> [TASK OBJECTIVE]: Every line below that has "Result" in it should be copied.

> [DATASET RECORDS]:
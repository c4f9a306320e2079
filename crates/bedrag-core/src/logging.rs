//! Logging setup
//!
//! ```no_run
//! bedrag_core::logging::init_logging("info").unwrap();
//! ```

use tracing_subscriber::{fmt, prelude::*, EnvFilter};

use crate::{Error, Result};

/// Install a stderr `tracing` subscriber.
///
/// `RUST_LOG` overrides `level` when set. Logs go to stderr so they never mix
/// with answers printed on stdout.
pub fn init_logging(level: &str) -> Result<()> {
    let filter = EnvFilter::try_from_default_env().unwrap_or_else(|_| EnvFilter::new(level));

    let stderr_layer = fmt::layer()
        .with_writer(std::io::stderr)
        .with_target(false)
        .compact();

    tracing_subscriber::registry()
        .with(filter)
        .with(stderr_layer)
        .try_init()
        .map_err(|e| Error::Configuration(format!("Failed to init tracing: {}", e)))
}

> [SOLUTION TO THIS EXERCISE]:
use crate::{Error, Result};
pub fn init_logging(level: &str) -> Result<()> {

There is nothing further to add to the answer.